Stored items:
—————

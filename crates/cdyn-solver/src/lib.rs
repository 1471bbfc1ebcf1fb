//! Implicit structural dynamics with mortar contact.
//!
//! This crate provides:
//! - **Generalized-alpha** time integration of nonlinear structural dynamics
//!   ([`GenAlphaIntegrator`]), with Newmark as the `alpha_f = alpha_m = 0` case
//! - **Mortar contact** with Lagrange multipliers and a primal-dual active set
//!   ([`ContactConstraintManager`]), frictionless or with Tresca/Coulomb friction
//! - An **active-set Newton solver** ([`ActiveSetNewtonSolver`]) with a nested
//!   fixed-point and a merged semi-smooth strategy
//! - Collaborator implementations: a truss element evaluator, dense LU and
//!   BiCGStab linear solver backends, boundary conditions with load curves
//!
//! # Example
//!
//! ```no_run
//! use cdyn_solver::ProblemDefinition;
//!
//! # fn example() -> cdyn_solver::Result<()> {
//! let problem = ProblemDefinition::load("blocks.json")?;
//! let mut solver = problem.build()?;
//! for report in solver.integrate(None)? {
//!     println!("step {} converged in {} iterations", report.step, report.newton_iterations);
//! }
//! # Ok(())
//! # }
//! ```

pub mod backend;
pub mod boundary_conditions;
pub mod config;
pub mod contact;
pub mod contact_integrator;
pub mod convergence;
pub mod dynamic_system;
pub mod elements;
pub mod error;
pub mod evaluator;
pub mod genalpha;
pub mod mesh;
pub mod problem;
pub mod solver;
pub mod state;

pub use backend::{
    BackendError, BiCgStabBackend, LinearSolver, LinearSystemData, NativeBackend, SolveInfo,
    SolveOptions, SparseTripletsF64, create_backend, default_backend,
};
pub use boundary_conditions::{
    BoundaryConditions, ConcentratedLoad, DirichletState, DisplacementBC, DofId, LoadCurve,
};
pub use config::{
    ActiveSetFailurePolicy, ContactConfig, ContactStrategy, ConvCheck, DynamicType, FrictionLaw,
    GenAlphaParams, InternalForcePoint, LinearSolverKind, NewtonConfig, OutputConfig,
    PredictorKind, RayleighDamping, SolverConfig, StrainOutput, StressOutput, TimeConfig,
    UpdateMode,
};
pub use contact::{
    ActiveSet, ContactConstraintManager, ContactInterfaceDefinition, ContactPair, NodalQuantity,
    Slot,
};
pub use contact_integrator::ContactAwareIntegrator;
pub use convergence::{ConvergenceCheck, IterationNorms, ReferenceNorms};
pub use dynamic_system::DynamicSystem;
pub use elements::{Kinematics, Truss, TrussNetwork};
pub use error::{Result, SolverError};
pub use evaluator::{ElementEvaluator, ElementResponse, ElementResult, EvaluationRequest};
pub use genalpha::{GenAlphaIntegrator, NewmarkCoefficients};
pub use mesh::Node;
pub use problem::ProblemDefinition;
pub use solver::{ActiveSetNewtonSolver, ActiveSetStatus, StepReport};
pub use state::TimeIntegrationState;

—————

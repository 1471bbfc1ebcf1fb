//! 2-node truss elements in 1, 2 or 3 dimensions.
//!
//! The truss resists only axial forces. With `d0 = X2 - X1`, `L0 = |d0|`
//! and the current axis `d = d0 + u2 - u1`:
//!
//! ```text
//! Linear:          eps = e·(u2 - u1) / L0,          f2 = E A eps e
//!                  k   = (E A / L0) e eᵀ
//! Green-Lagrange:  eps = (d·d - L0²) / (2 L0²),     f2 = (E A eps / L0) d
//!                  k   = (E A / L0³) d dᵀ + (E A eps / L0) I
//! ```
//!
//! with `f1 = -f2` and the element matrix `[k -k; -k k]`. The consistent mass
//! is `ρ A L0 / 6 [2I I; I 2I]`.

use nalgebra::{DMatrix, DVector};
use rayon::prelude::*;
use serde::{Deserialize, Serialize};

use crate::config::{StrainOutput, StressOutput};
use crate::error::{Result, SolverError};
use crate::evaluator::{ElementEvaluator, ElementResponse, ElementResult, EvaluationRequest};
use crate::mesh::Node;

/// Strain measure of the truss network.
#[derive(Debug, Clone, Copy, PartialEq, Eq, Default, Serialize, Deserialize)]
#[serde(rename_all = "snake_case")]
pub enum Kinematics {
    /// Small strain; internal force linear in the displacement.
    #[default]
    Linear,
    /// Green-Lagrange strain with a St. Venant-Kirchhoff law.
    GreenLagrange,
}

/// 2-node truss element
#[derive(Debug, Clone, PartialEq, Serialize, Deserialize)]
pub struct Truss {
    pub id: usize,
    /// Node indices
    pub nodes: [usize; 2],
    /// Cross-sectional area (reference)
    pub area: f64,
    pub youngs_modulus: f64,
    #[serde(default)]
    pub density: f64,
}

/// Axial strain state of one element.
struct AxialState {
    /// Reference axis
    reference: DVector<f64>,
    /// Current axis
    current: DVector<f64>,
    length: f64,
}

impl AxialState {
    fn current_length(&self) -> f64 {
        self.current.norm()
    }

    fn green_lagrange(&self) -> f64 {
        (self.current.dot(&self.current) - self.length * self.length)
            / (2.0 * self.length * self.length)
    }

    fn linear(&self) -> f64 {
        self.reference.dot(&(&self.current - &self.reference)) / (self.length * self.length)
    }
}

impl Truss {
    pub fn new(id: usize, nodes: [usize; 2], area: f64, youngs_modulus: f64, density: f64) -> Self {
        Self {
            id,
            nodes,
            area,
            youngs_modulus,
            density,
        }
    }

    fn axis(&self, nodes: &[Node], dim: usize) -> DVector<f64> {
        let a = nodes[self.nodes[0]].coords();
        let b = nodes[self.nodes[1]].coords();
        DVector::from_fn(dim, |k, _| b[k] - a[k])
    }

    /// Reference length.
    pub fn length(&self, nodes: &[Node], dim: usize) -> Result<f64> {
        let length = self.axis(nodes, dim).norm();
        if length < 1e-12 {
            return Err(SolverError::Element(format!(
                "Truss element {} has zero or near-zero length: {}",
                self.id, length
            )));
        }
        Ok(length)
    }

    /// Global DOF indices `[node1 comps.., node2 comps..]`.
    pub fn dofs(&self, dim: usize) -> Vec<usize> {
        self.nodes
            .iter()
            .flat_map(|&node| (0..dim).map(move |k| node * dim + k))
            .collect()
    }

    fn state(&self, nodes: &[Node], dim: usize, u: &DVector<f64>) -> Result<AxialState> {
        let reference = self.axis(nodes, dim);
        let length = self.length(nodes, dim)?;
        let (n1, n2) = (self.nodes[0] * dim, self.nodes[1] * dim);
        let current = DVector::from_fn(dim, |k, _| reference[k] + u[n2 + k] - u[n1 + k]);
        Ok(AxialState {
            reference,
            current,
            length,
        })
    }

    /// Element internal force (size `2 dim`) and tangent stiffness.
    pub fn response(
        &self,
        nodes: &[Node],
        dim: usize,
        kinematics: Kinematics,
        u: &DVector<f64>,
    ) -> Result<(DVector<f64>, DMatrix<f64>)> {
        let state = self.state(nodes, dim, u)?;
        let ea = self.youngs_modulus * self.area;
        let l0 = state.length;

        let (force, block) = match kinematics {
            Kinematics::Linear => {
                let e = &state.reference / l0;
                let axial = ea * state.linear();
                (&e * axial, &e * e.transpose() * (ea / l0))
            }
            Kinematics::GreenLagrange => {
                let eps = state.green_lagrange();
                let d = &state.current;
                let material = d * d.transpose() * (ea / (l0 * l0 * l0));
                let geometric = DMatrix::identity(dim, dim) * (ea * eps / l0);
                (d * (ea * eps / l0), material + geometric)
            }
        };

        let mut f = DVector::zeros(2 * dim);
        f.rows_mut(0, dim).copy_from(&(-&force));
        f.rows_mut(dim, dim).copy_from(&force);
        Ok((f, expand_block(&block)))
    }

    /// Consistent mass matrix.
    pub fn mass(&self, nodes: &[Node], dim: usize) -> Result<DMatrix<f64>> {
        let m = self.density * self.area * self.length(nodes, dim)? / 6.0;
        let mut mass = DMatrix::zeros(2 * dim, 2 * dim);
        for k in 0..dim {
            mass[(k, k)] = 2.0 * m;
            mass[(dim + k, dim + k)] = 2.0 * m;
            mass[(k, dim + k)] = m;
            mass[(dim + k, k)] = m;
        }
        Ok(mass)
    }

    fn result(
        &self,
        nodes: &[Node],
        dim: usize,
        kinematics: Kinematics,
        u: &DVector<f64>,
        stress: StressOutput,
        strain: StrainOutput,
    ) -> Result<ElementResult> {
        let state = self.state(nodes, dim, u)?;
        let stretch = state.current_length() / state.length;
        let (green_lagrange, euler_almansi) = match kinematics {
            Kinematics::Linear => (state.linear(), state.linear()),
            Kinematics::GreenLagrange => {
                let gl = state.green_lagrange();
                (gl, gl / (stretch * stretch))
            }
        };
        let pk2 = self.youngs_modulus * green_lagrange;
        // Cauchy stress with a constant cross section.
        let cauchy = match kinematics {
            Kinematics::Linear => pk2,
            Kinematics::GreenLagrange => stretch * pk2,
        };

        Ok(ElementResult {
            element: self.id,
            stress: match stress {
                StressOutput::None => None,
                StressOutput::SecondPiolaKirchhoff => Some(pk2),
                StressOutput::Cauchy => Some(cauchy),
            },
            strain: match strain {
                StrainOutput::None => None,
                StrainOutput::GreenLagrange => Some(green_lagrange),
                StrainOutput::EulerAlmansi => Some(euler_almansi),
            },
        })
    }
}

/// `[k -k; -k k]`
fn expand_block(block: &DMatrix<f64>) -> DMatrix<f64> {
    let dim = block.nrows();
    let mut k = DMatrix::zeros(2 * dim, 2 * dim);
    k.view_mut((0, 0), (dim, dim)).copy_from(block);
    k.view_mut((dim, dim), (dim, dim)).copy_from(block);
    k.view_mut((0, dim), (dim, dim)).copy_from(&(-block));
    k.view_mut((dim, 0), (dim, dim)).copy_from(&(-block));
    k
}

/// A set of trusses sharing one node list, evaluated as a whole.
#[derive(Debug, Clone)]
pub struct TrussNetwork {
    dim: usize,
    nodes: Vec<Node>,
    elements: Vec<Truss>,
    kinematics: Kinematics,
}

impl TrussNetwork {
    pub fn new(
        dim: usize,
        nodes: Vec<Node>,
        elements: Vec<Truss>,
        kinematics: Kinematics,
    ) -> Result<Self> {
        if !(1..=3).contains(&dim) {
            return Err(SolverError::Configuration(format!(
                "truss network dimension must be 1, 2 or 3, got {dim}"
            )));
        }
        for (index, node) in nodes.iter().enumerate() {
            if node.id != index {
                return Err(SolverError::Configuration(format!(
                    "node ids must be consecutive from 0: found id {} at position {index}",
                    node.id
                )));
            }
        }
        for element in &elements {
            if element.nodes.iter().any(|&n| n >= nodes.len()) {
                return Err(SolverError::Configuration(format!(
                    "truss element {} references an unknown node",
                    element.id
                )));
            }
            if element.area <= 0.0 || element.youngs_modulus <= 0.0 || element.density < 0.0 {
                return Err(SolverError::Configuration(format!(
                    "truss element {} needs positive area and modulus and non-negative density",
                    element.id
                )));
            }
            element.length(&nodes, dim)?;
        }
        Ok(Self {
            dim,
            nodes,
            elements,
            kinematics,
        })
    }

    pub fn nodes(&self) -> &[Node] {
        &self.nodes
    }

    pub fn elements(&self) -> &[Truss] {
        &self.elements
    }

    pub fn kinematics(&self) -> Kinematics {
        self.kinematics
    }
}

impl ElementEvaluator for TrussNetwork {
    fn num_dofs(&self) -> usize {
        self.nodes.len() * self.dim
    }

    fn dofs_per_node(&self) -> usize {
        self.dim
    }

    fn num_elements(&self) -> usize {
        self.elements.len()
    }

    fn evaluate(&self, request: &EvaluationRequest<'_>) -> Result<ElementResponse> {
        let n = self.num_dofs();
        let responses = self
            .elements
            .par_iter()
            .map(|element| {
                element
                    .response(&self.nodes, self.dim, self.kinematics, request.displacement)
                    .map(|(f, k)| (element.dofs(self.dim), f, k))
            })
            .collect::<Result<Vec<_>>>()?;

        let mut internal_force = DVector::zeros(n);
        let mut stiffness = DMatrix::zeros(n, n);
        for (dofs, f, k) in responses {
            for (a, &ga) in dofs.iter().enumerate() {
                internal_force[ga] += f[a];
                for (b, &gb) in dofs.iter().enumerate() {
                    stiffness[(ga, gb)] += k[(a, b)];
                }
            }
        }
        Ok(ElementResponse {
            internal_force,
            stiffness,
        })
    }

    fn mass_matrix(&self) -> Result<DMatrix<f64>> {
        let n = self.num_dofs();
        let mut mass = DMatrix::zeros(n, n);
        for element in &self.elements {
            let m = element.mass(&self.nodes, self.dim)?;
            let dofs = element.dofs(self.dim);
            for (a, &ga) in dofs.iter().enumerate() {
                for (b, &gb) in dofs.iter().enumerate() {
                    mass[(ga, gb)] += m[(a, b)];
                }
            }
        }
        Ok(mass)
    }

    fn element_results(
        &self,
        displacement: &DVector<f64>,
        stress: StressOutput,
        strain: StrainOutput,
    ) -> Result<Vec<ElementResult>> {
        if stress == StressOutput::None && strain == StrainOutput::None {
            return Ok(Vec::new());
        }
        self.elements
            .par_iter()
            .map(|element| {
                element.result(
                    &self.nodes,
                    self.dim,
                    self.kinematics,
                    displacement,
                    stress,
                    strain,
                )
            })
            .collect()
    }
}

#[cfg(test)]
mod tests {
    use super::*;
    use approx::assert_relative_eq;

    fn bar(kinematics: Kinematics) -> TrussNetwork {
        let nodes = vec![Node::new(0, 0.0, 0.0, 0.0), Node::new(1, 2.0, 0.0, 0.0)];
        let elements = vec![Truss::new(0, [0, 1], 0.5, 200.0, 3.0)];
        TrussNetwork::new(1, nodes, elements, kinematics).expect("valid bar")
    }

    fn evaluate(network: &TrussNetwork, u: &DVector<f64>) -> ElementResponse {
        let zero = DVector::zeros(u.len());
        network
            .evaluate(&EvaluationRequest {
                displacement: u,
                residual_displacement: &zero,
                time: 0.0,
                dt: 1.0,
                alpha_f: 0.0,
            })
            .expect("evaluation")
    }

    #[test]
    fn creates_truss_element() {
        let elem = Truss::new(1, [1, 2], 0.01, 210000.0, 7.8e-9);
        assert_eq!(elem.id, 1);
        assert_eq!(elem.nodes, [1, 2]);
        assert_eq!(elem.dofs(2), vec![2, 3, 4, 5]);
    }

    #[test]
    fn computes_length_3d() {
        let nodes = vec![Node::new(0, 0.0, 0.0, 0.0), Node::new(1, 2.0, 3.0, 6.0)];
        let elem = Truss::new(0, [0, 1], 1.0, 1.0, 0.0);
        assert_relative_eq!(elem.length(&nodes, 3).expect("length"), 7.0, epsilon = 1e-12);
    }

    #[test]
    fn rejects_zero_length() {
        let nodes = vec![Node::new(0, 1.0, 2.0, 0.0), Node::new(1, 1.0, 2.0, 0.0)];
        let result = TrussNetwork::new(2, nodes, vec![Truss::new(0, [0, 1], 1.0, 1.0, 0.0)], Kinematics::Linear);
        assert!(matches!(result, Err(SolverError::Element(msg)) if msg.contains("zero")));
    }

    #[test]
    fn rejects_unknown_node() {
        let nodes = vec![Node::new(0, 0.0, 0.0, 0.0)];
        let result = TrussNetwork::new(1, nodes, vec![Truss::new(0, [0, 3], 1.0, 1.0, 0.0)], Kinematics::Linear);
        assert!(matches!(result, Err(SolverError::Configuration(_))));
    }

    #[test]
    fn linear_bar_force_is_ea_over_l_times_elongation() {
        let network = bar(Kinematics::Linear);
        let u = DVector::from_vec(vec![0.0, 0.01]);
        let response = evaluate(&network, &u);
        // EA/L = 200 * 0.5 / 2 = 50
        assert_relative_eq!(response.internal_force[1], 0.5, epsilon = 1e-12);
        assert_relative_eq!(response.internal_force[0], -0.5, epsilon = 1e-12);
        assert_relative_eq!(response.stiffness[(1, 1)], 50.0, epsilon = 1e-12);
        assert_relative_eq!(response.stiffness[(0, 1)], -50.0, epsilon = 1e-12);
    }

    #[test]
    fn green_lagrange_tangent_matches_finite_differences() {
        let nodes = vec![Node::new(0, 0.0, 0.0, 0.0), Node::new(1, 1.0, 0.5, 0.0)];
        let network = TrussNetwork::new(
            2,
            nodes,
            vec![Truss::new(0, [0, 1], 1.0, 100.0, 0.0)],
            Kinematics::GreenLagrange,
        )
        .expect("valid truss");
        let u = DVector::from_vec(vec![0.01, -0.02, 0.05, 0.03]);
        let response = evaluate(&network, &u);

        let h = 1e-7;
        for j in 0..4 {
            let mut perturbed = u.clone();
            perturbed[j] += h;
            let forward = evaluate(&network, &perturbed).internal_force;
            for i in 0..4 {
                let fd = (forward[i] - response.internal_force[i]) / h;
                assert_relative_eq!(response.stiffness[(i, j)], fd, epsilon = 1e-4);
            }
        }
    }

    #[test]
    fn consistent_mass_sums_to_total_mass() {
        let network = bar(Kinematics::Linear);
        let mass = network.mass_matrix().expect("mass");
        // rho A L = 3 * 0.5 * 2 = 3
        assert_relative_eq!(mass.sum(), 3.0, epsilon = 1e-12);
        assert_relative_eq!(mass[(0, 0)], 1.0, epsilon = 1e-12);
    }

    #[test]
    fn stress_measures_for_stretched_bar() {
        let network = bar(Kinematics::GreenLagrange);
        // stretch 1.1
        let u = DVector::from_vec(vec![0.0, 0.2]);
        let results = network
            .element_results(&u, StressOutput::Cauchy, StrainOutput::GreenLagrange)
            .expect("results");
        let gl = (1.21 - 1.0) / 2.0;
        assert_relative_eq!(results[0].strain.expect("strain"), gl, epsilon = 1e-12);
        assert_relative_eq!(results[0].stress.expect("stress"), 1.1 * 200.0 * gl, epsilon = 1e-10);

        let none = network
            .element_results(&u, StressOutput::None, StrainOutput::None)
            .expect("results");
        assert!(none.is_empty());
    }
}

—————

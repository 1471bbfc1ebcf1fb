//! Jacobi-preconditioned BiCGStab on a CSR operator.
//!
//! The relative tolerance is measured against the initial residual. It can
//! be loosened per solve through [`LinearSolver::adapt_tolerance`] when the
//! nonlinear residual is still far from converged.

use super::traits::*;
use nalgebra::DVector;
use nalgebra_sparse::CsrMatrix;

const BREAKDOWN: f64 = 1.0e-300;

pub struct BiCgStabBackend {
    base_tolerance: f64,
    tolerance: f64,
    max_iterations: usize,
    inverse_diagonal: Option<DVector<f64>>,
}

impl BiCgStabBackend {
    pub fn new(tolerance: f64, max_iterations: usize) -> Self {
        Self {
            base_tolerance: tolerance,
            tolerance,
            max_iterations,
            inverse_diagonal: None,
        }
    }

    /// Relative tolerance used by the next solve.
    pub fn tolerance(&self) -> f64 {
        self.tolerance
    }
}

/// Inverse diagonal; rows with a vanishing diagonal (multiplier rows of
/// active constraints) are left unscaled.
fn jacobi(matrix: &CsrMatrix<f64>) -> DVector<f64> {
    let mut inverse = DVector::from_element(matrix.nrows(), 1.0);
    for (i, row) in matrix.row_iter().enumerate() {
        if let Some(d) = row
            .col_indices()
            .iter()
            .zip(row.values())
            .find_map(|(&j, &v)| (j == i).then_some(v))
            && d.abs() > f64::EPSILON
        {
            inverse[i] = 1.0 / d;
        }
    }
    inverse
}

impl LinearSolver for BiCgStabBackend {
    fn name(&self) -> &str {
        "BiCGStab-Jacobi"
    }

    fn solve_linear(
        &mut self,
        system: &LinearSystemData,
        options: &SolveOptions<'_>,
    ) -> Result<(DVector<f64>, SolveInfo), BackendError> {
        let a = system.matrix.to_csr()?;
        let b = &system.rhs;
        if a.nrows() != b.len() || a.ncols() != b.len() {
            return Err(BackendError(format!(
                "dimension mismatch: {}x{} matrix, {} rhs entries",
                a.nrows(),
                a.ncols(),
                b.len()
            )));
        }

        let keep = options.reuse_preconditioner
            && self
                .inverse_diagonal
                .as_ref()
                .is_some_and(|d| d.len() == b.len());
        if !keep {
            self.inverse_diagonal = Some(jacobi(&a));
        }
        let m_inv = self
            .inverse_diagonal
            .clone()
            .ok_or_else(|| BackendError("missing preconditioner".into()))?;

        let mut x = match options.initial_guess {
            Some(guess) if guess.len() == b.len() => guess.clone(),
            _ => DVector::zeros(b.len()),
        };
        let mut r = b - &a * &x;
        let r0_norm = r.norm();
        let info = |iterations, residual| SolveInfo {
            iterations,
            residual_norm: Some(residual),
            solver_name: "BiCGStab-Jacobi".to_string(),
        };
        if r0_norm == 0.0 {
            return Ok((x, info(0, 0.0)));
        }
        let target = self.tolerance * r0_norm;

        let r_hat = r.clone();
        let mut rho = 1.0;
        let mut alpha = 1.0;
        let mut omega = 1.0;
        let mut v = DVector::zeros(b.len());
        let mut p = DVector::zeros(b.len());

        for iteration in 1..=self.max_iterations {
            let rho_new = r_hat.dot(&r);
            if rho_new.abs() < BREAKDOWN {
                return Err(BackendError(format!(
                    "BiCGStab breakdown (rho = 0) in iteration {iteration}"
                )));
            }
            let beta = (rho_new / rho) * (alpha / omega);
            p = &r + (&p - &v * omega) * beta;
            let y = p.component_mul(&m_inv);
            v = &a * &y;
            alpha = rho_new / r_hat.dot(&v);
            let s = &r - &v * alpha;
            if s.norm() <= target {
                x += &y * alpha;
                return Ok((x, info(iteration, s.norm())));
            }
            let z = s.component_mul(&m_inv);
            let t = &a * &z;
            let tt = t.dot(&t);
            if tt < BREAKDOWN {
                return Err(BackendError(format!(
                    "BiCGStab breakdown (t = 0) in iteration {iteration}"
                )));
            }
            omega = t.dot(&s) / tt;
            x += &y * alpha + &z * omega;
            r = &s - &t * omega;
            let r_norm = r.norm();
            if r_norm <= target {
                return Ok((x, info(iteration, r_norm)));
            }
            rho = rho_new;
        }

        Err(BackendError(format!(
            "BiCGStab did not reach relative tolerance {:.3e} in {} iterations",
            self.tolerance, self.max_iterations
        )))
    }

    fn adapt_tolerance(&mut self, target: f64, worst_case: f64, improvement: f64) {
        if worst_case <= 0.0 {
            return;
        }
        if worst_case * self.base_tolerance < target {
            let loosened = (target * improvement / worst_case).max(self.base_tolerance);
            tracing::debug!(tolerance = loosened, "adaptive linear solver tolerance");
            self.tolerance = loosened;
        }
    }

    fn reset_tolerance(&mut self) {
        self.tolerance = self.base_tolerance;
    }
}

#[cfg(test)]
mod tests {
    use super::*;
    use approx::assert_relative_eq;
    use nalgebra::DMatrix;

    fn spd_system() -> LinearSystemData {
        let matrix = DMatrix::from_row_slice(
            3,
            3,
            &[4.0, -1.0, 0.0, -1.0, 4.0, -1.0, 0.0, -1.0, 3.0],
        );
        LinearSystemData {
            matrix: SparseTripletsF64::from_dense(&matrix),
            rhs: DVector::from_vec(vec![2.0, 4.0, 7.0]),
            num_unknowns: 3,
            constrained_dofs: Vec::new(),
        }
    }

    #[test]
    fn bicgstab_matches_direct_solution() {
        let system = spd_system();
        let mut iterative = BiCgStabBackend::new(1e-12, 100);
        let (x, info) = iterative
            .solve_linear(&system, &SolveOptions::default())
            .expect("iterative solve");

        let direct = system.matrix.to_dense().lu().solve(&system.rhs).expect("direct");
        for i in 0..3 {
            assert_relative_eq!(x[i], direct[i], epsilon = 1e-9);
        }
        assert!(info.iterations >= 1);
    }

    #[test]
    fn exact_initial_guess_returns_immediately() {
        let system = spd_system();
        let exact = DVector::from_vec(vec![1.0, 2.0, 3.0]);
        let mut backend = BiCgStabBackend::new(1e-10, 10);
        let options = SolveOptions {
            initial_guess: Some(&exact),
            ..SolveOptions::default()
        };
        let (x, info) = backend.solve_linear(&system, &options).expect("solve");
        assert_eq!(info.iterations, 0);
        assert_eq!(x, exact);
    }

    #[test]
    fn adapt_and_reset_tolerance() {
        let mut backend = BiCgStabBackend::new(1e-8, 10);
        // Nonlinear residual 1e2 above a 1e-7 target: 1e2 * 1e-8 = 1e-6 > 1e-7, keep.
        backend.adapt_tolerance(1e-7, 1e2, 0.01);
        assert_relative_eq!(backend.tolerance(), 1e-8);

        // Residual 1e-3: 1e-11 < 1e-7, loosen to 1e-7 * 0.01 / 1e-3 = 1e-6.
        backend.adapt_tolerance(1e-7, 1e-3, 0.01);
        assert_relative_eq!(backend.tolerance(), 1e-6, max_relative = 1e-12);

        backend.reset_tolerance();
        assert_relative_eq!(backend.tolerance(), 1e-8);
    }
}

—————

**DIRECTIONS FOR THIS TASK**
An exact copy of the lines above between the line holding "filename crates/cdyn-solver/src/lib.rs" and the line holding "dense LU and", inclusive, is the whole answer.

**RESULT**
filename crates/cdyn-solver/src/lib.rs
repository 1471bbfc1ebcf1fb
//! Implicit structural dynamics with mortar contact.
//!
//! This crate provides:
//! - **Generalized-alpha** time integration of nonlinear structural dynamics
//!   ([`GenAlphaIntegrator`]), with Newmark as the `alpha_f = alpha_m = 0` case
//! - **Mortar contact** with Lagrange multipliers and a primal-dual active set
//!   ([`ContactConstraintManager`]), frictionless or with Tresca/Coulomb friction
//! - An **active-set Newton solver** ([`ActiveSetNewtonSolver`]) with a nested
//!   fixed-point and a merged semi-smooth strategy
//! - Collaborator implementations: a truss element evaluator, dense LU and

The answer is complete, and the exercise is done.